The biggest and most significant deviation from the traditional formula is a singular optional area that’s massively open. This puts the player in a large white field where a nasty storm is taking place. Thanks to this blizzard, there’s maybe a ten foot radius around the character that acts as their cone of vision, as anything outside of that is obscured past recognition. It’s entirely frightful when first venturing in, not knowing what you’ve gotten yourself into, as losing sense of direction can happen in an instance. It certainly doesn’t help that nasty Ixion-esque horses will charge at the player with all their might, electrocuting them whenever possible, and the only indication they’re coming is the stomping of their hooves. While closed off dark sections of a castle can be scary, obscured vastly open areas are even more frightening, not knowing what’s in each direction. It’s a somewhat pain to get through, especially considering the boss at the end can be difficult when playing alone, but it’s a new approach that’s greatly appreciated.

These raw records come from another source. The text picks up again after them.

//! The call-tree trie and its serialized form.
//!
//! Each node is keyed by the [`Frame`] that reached it, so the path from
//! the root to any node is exactly the call path it represents. Children
//! use a dual representation: a `HashMap` index for O(1) lookup during
//! aggregation, plus an insertion-ordered `Vec` so serialization is
//! deterministic.
//!
//! Counts are exclusive per path. No inclusive subtree rollup happens
//! here; a consumer that wants subtree totals computes them itself.

use std::collections::HashMap;

use kestrel_wire::Frame;
use serde::{Deserialize, Deserializer, Serialize, Serializer};

/// One node of the call tree.
///
/// The root carries no frame; every other node is owned by its parent and
/// identified by the frame used to reach it.
#[derive(Debug, Clone)]
pub struct ProfileNode {
    frame: Option<Frame>,
    /// Completed invocations of exactly this path.
    pub ncalls: u64,
    /// Cumulative wall time of those invocations, in nanoseconds.
    pub time_ns: i64,
    /// Times this exact path was observed by a sampling instrument.
    pub nsamples: u64,
    index: HashMap<Frame, usize>,
    children: Vec<ProfileNode>,
}

impl ProfileNode {
    /// Create an empty root node.
    #[must_use]
    pub fn root() -> Self {
        Self::with_frame(None)
    }

    fn with_frame(frame: Option<Frame>) -> Self {
        Self {
            frame,
            ncalls: 0,
            time_ns: 0,
            nsamples: 0,
            index: HashMap::new(),
            children: Vec::new(),
        }
    }

    /// The frame that reached this node; `None` at the root.
    #[must_use]
    pub fn frame(&self) -> Option<Frame> {
        self.frame
    }

    /// Look up the child for `frame`, creating it on first visit.
    pub fn child_mut(&mut self, frame: Frame) -> &mut ProfileNode {
        let idx = *self.index.entry(frame).or_insert_with(|| {
            self.children.push(ProfileNode::with_frame(Some(frame)));
            self.children.len() - 1
        });
        &mut self.children[idx]
    }

    /// Look up an existing child.
    #[must_use]
    pub fn child(&self, frame: Frame) -> Option<&ProfileNode> {
        self.index.get(&frame).map(|&idx| &self.children[idx])
    }

    /// Children in insertion order.
    pub fn children(&self) -> impl Iterator<Item = &ProfileNode> {
        self.children.iter()
    }

    /// True if nothing has been recorded at or below this node.
    #[must_use]
    pub fn is_empty(&self) -> bool {
        self.ncalls == 0 && self.time_ns == 0 && self.nsamples == 0 && self.children.is_empty()
    }
}

/// A finished snapshot: everything aggregated since the previous snapshot
/// (or process start), immutable once swapped out of the aggregator.
#[derive(Debug, Clone)]
pub struct Profile {
    pub root: ProfileNode,
    /// Capture time, unix milliseconds.
    pub timestamp_ms: i64,
}

// ============================================================================
// Serialization
// ============================================================================
//
// The emitted shape mirrors the backend contract: zero-valued optional
// fields are omitted, children appear under "callees" in insertion order.
// (De)serialization goes through a plain derive-friendly mirror struct and
// rebuilds the lookup index on the way back in.

#[derive(Serialize, Deserialize, Default)]
struct NodeRepr {
    #[serde(rename = "fn", skip_serializing_if = "Option::is_none", default)]
    function_addr: Option<u64>,
    #[serde(rename = "cs", skip_serializing_if = "Option::is_none", default)]
    callsite_addr: Option<u64>,
    #[serde(skip_serializing_if = "is_zero_u64", default)]
    ncalls: u64,
    #[serde(skip_serializing_if = "is_zero_i64", default)]
    time_ns: i64,
    #[serde(skip_serializing_if = "is_zero_u64", default)]
    nsamples: u64,
    #[serde(skip_serializing_if = "Vec::is_empty", default)]
    callees: Vec<NodeRepr>,
}

#[allow(clippy::trivially_copy_pass_by_ref)]
fn is_zero_u64(n: &u64) -> bool {
    *n == 0
}

#[allow(clippy::trivially_copy_pass_by_ref)]
fn is_zero_i64(n: &i64) -> bool {
    *n == 0
}

impl From<&ProfileNode> for NodeRepr {
    fn from(node: &ProfileNode) -> Self {
        Self {
            function_addr: node.frame.map(|f| f.function_addr),
            callsite_addr: node.frame.map(|f| f.callsite_addr),
            ncalls: node.ncalls,
            time_ns: node.time_ns,
            nsamples: node.nsamples,
            callees: node.children.iter().map(NodeRepr::from).collect(),
        }
    }
}

impl From<NodeRepr> for ProfileNode {
    fn from(repr: NodeRepr) -> Self {
        let frame = match (repr.function_addr, repr.callsite_addr) {
            (Some(function_addr), Some(callsite_addr)) => {
                Some(Frame::new(function_addr, callsite_addr))
            }
            _ => None,
        };
        let children: Vec<ProfileNode> =
            repr.callees.into_iter().map(ProfileNode::from).collect();
        let index = children
            .iter()
            .enumerate()
            .filter_map(|(idx, child)| child.frame.map(|f| (f, idx)))
            .collect();
        Self {
            frame,
            ncalls: repr.ncalls,
            time_ns: repr.time_ns,
            nsamples: repr.nsamples,
            index,
            children,
        }
    }
}

impl Serialize for ProfileNode {
    fn serialize<S: Serializer>(&self, serializer: S) -> Result<S::Ok, S::Error> {
        NodeRepr::from(self).serialize(serializer)
    }
}

impl<'de> Deserialize<'de> for ProfileNode {
    fn deserialize<D: Deserializer<'de>>(deserializer: D) -> Result<Self, D::Error> {
        NodeRepr::deserialize(deserializer).map(ProfileNode::from)
    }
}

#[cfg(test)]
mod tests {
    use super::*;

    fn leafy_tree() -> ProfileNode {
        let mut root = ProfileNode::root();
        let a = root.child_mut(Frame::new(42, 311));
        a.ncalls = 2;
        a.time_ns = 200;
        let b = a.child_mut(Frame::new(7, 42));
        b.ncalls = 1;
        b.time_ns = 50;
        root.child_mut(Frame::new(9, 311)).nsamples = 3;
        root
    }

    #[test]
    fn child_lookup_is_lazy_and_unique() {
        let mut root = ProfileNode::root();
        let f = Frame::new(1, 2);
        root.child_mut(f).ncalls = 1;
        root.child_mut(f).ncalls += 1;
        assert_eq!(root.children().count(), 1);
        assert_eq!(root.child(f).map(|n| n.ncalls), Some(2));
    }

    #[test]
    fn children_keep_insertion_order() {
        let mut root = ProfileNode::root();
        for addr in [5u64, 3, 8, 1] {
            root.child_mut(Frame::new(addr, 0));
        }
        let order: Vec<u64> =
            root.children().filter_map(|c| c.frame()).map(|f| f.function_addr).collect();
        assert_eq!(order, vec![5, 3, 8, 1]);
    }

    #[test]
    fn serialization_omits_zero_fields() {
        let mut root = ProfileNode::root();
        root.child_mut(Frame::new(42, 311)).ncalls = 1;

        let json = serde_json::to_value(&root).expect("serializes");
        // Root has no frame and no counts: only callees appear.
        assert_eq!(json.as_object().unwrap().keys().count(), 1);
        let child = &json["callees"][0];
        assert_eq!(child["fn"], 42);
        assert_eq!(child["cs"], 311);
        assert_eq!(child["ncalls"], 1);
        assert!(child.get("time_ns").is_none());
        assert!(child.get("nsamples").is_none());
    }

    #[test]
    fn empty_root_serializes_to_empty_object() {
        let json = serde_json::to_string(&ProfileNode::root()).expect("serializes");
        assert_eq!(json, "{}");
    }

    #[test]
    fn round_trip_preserves_shape_and_counts() {
        let tree = leafy_tree();
        let json = serde_json::to_string(&tree).expect("serializes");
        let back: ProfileNode = serde_json::from_str(&json).expect("deserializes");

        let a = back.child(Frame::new(42, 311)).expect("child a");
        assert_eq!(a.ncalls, 2);
        assert_eq!(a.time_ns, 200);
        let b = a.child(Frame::new(7, 42)).expect("grandchild b");
        assert_eq!(b.ncalls, 1);
        assert_eq!(b.time_ns, 50);
        assert_eq!(back.child(Frame::new(9, 311)).expect("child c").nsamples, 3);
        assert_eq!(back.children().count(), 2);
    }
}
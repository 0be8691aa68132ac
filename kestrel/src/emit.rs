//! Snapshot serialization and the publisher seam.
//!
//! The emitter turns a finished [`Profile`] into its JSON envelope and
//! hands the bytes to a [`Publisher`]. Profile data is best-effort
//! telemetry, not transactional: a failed publish is logged, counted, and
//! the snapshot is discarded — no retry queue. The drop counter is the
//! observability signal a hardened deployment should watch.
//!
//! The backend wire clients (HTTPS, broker/TLS) live behind the
//! [`Publisher`] trait and are not part of this crate; the shipped
//! implementation writes JSON lines to stdout for local use.

use std::time::Duration;

use log::{debug, error};
use serde::Serialize;
use tokio::io::{AsyncWriteExt, Stdout};
use tokio::time::timeout;

use crate::domain::PublishError;
use crate::pipeline::HANDOFF_TIMEOUT;
use crate::profile::{Profile, ProfileNode};

/// External capability that accepts one serialized snapshot for delivery.
#[allow(async_fn_in_trait)]
pub trait Publisher {
    async fn publish(&mut self, payload: &[u8]) -> Result<(), PublishError>;
}

/// Serialized form of one snapshot.
#[derive(Serialize)]
struct Envelope<'a> {
    timestamp_ms: i64,
    #[serde(skip_serializing_if = "Option::is_none")]
    app_id: Option<&'a str>,
    tree: &'a ProfileNode,
}

/// Serializes finished profiles and forwards them to the publisher.
pub struct Emitter<P> {
    publisher: P,
    app_id: Option<String>,
    budget: Duration,
    emitted: u64,
    dropped: u64,
}

impl<P: Publisher> Emitter<P> {
    pub fn new(publisher: P, app_id: Option<String>) -> Self {
        Self { publisher, app_id, budget: HANDOFF_TIMEOUT, emitted: 0, dropped: 0 }
    }

    /// Override the publish budget (the default is [`HANDOFF_TIMEOUT`]).
    #[must_use]
    pub fn with_budget(mut self, budget: Duration) -> Self {
        self.budget = budget;
        self
    }

    /// Serialize and publish one snapshot. Failures are absorbed here:
    /// the pipeline keeps running and accumulating regardless. The publish
    /// itself is bounded by the handoff budget — a backend that never
    /// answers costs one dropped snapshot, not a wedged driver loop.
    pub async fn emit(&mut self, profile: &Profile) {
        let envelope = Envelope {
            timestamp_ms: profile.timestamp_ms,
            app_id: self.app_id.as_deref(),
            tree: &profile.root,
        };
        let payload = match serde_json::to_vec(&envelope) {
            Ok(bytes) => bytes,
            Err(e) => {
                error!("failed to serialize snapshot: {e}");
                self.dropped += 1;
                return;
            }
        };

        match timeout(self.budget, self.publisher.publish(&payload)).await {
            Ok(Ok(())) => {
                self.emitted += 1;
                debug!("published snapshot ({} B)", payload.len());
            }
            Ok(Err(e)) => {
                self.dropped += 1;
                error!("snapshot dropped ({} so far): {e}", self.dropped);
            }
            Err(_) => {
                self.dropped += 1;
                error!(
                    "publisher stalled for {:?}, snapshot dropped ({} so far)",
                    self.budget, self.dropped
                );
            }
        }
    }

    /// Snapshots successfully handed to the publisher.
    #[must_use]
    pub fn emitted(&self) -> u64 {
        self.emitted
    }

    /// Snapshots discarded after a publish failure.
    #[must_use]
    pub fn dropped(&self) -> u64 {
        self.dropped
    }
}

/// Writes each snapshot as one JSON line to stdout.
///
/// This is the agent's non-network mode, useful for local development and
/// for piping into other tools.
pub struct StdoutPublisher {
    out: Stdout,
}

impl StdoutPublisher {
    #[must_use]
    pub fn new() -> Self {
        Self { out: tokio::io::stdout() }
    }
}

impl Default for StdoutPublisher {
    fn default() -> Self {
        Self::new()
    }
}

impl Publisher for StdoutPublisher {
    async fn publish(&mut self, payload: &[u8]) -> Result<(), PublishError> {
        self.out.write_all(payload).await?;
        self.out.write_all(b"\n").await?;
        self.out.flush().await?;
        Ok(())
    }
}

Unfortunately, the conclusion is rather underwhelming. The Lost Crown Trilogy was meant to be, as the name suggests, a three part series that tells the story of three fallen kingdoms. It does just that if you read all of the item descriptions and listen to some of the dialogue, which there’s more than any from the past two releases, but there’s no gratifying conclusion or change to the story. There is one epic final boss battle where upwards of six other teammates (four of which are AI) will help the player in an all-out brawl, but after that, there’s not much else to do. I suppose that’s standard for Dark Souls as the conclusion for core games have been pretty subtle, but there should be more to it than just receiving three rewards, and then an additional one from King Vendrick.


Closing Comments:

Dark Souls II: Crown of the Ivory King is arguably the best of the Lost Crown Trilogy, but it’s not without its faults. The main complaint revolves around the conclusion not having a big pay off, despite sinking ten to fifteen hours into the entire set of quests. With that said, From Software’s attempt to break away from their traditional formula by testing your agoraphobia is something to be commended, not to mention establishing a smartly crafted, interconnected kingdom. With well-conceived bosses, an exciting new snow setting, and a shiny new crown to put on your mantel, Crown of the Ivory King helps expand the Dark Souls II fiction into great territories.